[Data to examine — start]

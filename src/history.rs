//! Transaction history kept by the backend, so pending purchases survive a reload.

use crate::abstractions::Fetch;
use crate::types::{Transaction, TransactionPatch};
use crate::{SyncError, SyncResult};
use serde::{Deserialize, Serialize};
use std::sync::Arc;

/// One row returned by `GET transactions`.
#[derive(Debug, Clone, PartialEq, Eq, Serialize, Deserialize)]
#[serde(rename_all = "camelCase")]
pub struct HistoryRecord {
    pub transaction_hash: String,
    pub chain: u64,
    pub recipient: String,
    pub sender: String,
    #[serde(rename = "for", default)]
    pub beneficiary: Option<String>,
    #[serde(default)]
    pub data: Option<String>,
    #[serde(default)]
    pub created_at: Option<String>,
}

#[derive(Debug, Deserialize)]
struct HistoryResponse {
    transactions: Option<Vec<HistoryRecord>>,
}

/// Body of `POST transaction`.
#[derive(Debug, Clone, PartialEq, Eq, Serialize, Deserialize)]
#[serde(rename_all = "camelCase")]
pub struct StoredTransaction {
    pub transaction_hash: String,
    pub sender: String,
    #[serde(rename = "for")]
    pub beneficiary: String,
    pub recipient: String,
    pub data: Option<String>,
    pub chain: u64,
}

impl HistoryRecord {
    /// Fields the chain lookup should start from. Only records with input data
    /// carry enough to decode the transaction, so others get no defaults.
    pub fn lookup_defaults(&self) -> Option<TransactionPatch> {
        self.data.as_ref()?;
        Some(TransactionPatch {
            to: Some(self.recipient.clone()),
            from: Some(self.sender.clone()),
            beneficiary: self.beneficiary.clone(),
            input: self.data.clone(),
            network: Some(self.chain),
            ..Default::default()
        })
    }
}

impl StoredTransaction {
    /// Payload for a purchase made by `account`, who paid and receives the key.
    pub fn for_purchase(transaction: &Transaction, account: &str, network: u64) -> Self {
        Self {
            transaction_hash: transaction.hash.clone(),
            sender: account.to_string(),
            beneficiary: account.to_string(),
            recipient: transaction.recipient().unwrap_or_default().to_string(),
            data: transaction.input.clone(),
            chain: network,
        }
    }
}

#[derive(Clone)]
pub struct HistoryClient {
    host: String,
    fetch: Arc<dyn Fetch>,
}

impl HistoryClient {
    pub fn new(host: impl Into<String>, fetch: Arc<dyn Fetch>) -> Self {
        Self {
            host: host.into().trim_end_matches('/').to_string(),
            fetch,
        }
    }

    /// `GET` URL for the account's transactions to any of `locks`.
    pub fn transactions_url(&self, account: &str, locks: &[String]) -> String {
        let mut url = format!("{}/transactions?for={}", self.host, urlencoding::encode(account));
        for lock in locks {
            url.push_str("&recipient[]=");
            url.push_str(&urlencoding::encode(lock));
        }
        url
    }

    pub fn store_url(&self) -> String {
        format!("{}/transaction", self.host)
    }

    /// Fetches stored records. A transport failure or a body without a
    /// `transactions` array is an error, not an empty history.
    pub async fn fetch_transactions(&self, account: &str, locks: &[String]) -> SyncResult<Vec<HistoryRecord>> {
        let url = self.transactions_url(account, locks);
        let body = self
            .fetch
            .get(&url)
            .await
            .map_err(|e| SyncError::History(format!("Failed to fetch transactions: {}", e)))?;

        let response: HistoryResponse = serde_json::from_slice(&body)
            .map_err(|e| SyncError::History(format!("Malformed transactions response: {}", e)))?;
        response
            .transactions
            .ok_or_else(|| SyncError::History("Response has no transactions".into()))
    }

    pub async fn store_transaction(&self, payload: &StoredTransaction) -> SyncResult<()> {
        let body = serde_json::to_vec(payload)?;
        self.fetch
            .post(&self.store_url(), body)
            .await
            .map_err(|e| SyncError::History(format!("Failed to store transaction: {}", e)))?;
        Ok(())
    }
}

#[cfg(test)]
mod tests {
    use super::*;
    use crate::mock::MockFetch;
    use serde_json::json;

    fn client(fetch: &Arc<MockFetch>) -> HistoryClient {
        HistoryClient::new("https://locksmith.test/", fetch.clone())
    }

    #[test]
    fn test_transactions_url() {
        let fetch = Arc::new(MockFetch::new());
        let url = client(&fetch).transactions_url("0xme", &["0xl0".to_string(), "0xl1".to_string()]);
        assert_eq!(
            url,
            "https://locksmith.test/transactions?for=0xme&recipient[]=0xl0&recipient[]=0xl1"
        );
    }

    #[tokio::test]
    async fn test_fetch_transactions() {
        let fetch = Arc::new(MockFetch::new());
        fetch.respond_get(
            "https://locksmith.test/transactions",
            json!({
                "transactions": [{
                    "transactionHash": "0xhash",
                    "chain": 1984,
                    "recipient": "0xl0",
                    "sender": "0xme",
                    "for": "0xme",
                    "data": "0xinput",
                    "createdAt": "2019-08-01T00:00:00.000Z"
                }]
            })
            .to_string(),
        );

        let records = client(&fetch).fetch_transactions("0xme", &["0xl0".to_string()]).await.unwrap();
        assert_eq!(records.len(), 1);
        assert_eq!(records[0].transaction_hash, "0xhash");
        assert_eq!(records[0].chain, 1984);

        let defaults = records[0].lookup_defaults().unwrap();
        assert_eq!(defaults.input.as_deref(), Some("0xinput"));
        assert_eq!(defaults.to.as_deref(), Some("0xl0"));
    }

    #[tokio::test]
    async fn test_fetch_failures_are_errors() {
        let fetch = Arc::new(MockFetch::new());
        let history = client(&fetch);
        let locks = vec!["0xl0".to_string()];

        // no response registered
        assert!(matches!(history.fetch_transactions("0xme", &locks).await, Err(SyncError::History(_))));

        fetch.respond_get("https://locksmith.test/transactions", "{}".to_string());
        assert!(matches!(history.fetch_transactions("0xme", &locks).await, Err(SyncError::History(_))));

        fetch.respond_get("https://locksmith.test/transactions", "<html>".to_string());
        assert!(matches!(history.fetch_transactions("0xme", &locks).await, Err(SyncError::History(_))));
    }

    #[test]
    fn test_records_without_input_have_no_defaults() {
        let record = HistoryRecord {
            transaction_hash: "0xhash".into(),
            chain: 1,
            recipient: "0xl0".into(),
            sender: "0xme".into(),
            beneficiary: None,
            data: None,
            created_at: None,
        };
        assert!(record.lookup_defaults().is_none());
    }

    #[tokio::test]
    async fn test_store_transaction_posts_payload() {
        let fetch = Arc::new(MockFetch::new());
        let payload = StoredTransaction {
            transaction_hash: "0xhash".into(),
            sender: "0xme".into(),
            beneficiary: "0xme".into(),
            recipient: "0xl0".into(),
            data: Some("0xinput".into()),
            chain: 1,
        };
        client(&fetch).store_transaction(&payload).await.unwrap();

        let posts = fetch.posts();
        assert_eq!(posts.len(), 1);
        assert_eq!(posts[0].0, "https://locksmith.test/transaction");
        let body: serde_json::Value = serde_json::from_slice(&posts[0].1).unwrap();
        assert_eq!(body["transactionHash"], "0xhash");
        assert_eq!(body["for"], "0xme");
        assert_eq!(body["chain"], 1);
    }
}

[Data to examine — finish]

--- Requirement ---
Every line above that includes the word "crate" must appear in the answer.

--- Answer box ---
use crate::abstractions::Fetch;
use crate::types::{Transaction, TransactionPatch};
use crate::{SyncError, SyncResult};
    use crate::mock::MockFetch;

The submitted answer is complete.